Article
English, Spanish, French, Italian, Portuguese
ID: <
oai:doaj.org/article:8f8d1611dcf7422097bce407a0245bb1>
·
DOI: <
10.3989/asclepio.2002.v54.i2.139>
Abstract
A number of attempts have been made to establish Mexico’s psychological typology, supported by biotypological and psychosomatic data, developments and thesis relating to eugenic doctrine, which even led to the promotion of a criminal biology service to detect individuals regarded as carrying hereditary characteristics that give rise to behaviour classified as antisocial, such as the locure and fragility of the nervous system, which were linked to various mental conditions such as crime.

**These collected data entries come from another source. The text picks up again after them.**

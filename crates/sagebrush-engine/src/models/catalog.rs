use std::collections::HashSet;

use super::post::Post;

#[derive(Debug, thiserror::Error)]
pub enum CatalogError {
    #[error("Duplicate post slug: {0}")]
    DuplicateSlug(String),
}

/// Read-only, ordered collection of posts backing the insights pages.
#[derive(Debug, Clone, Default)]
pub struct PostCatalog {
    posts: Vec<Post>,
}

impl PostCatalog {
    /// Builds a catalog, keeping the given order. Slugs must be unique.
    pub fn new(posts: Vec<Post>) -> Result<Self, CatalogError> {
        let mut seen = HashSet::new();
        for post in &posts {
            if !seen.insert(post.slug.as_str()) {
                return Err(CatalogError::DuplicateSlug(post.slug.clone()));
            }
        }
        Ok(Self { posts })
    }

    pub fn get_post(&self, slug: &str) -> Option<&Post> {
        self.posts.iter().find(|post| post.slug == slug)
    }

    pub fn list_posts(&self) -> &[Post] {
        &self.posts
    }

    pub fn len(&self) -> usize {
        self.posts.len()
    }

    pub fn is_empty(&self) -> bool {
        self.posts.is_empty()
    }

    /// Posts to suggest after reading `slug`.
    ///
    /// Posts in the same category come first, then the rest, both in catalog
    /// order; the current post is never included. An unknown slug yields the
    /// first `limit` posts.
    pub fn related_posts(&self, slug: &str, limit: usize) -> Vec<&Post> {
        let Some(current) = self.get_post(slug) else {
            return self.posts.iter().take(limit).collect();
        };

        let others = || self.posts.iter().filter(move |post| post.slug != slug);
        let same_category = others().filter(|post| post.category == current.category);
        let other_category = others().filter(|post| post.category != current.category);

        same_category.chain(other_category).take(limit).collect()
    }

    /// Case-insensitive substring search over title, excerpt, body and tags.
    ///
    /// Results keep catalog order; an empty query matches every post.
    pub fn search(&self, query: &str) -> Vec<&Post> {
        let needle = query.to_lowercase();
        self.posts
            .iter()
            .filter(|post| post.matches_lowercase(&needle))
            .collect()
    }

    pub fn posts_by_category(&self, category: &str) -> Vec<&Post> {
        self.posts
            .iter()
            .filter(|post| post.category == category)
            .collect()
    }

    /// Distinct categories in order of first appearance.
    pub fn categories(&self) -> Vec<&str> {
        let mut seen = HashSet::new();
        self.posts
            .iter()
            .map(|post| post.category.as_str())
            .filter(|category| seen.insert(*category))
            .collect()
    }
}
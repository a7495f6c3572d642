//! Integer addition tool definition.

use serde_json::{Value, json};
use tracing::{info, instrument};

use crate::domains::tools::handlers::{Tool, ToolArguments};
use crate::domains::tools::schema::{ParamType, Parameter};

/// Sum tool - adds two integers.
pub struct SumTool;

impl SumTool {
    /// Tool name as registered in MCP.
    pub const NAME: &'static str = "sum";

    /// Tool description shown to clients.
    pub const DESCRIPTION: &'static str = "Add two integers together.";

    /// Execute the tool logic.
    ///
    /// Overflow of 64-bit signed addition is reported as a failure rather
    /// than wrapping.
    #[instrument(skip_all, name = "sum")]
    pub async fn execute(arguments: ToolArguments) -> anyhow::Result<Value> {
        let a = arguments.get_i64("a")?;
        let b = arguments.get_i64("b")?;

        let sum = a
            .checked_add(b)
            .ok_or_else(|| anyhow::anyhow!("integer overflow adding {a} and {b}"))?;

        info!("sum({}, {}) = {}", a, b, sum);
        Ok(json!(sum))
    }

    /// Create the Tool declaration for registration.
    pub fn tool() -> Tool {
        Tool::builder(Self::NAME)
            .description(Self::DESCRIPTION)
            .param(Parameter::required("a", ParamType::Integer).with_description("First integer"))
            .param(Parameter::required("b", ParamType::Integer).with_description("Second integer"))
            .returns(ParamType::Integer)
            .handler(Self::execute)
            .build()
    }
}

#[cfg(test)]
mod tests {
    use super::*;

    fn args(a: i64, b: i64) -> ToolArguments {
        match json!({ "a": a, "b": b }) {
            Value::Object(map) => ToolArguments::new(map),
            _ => unreachable!(),
        }
    }

    #[tokio::test]
    async fn test_sum_execute() {
        assert_eq!(SumTool::execute(args(5, 3)).await.unwrap(), json!(8));
        assert_eq!(SumTool::execute(args(-2, 7)).await.unwrap(), json!(5));
        assert_eq!(SumTool::execute(args(0, 0)).await.unwrap(), json!(0));
    }

    #[tokio::test]
    async fn test_sum_overflow() {
        let err = SumTool::execute(args(i64::MAX, 1)).await.unwrap_err();
        assert!(err.to_string().contains("overflow"));
    }

    #[test]
    fn test_sum_declaration() {
        let tool = SumTool::tool();
        assert_eq!(tool.name(), "sum");
        let names: Vec<_> = tool.parameters().iter().map(|p| p.name.as_str()).collect();
        assert_eq!(names, vec!["a", "b"]);
        assert!(tool.parameters().iter().all(|p| p.is_required()));
    }
}
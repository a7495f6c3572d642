//! Domains module containing business logic organized by bounded contexts.
//!
//! The only context is **tools**: typed, named operations that clients
//! discover with `tools/list` and invoke with `tools/call`.

pub mod tools;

Elements derived from legal medicine proposed by the English psychiatrist Henry Maudsley, from the Italian criminal anthropology of Cesare Lombroso and from the French anthropometric school, were used as frameworks for science to detect, explain and resolve mental health phenomena by prominent Mexican psychiatrists, criminologists and legal doctors, with significant influence in the field of public health between the 1930s and 1960s. Institutions such as the Mexican eugenesia Society for the Improvement of Raza, the Mexican Society of Neurology and Psychiatry and the Mexican Academy of Criminal Sciences, among others, are essential for the implementation of mental health programmes and legislative aspects.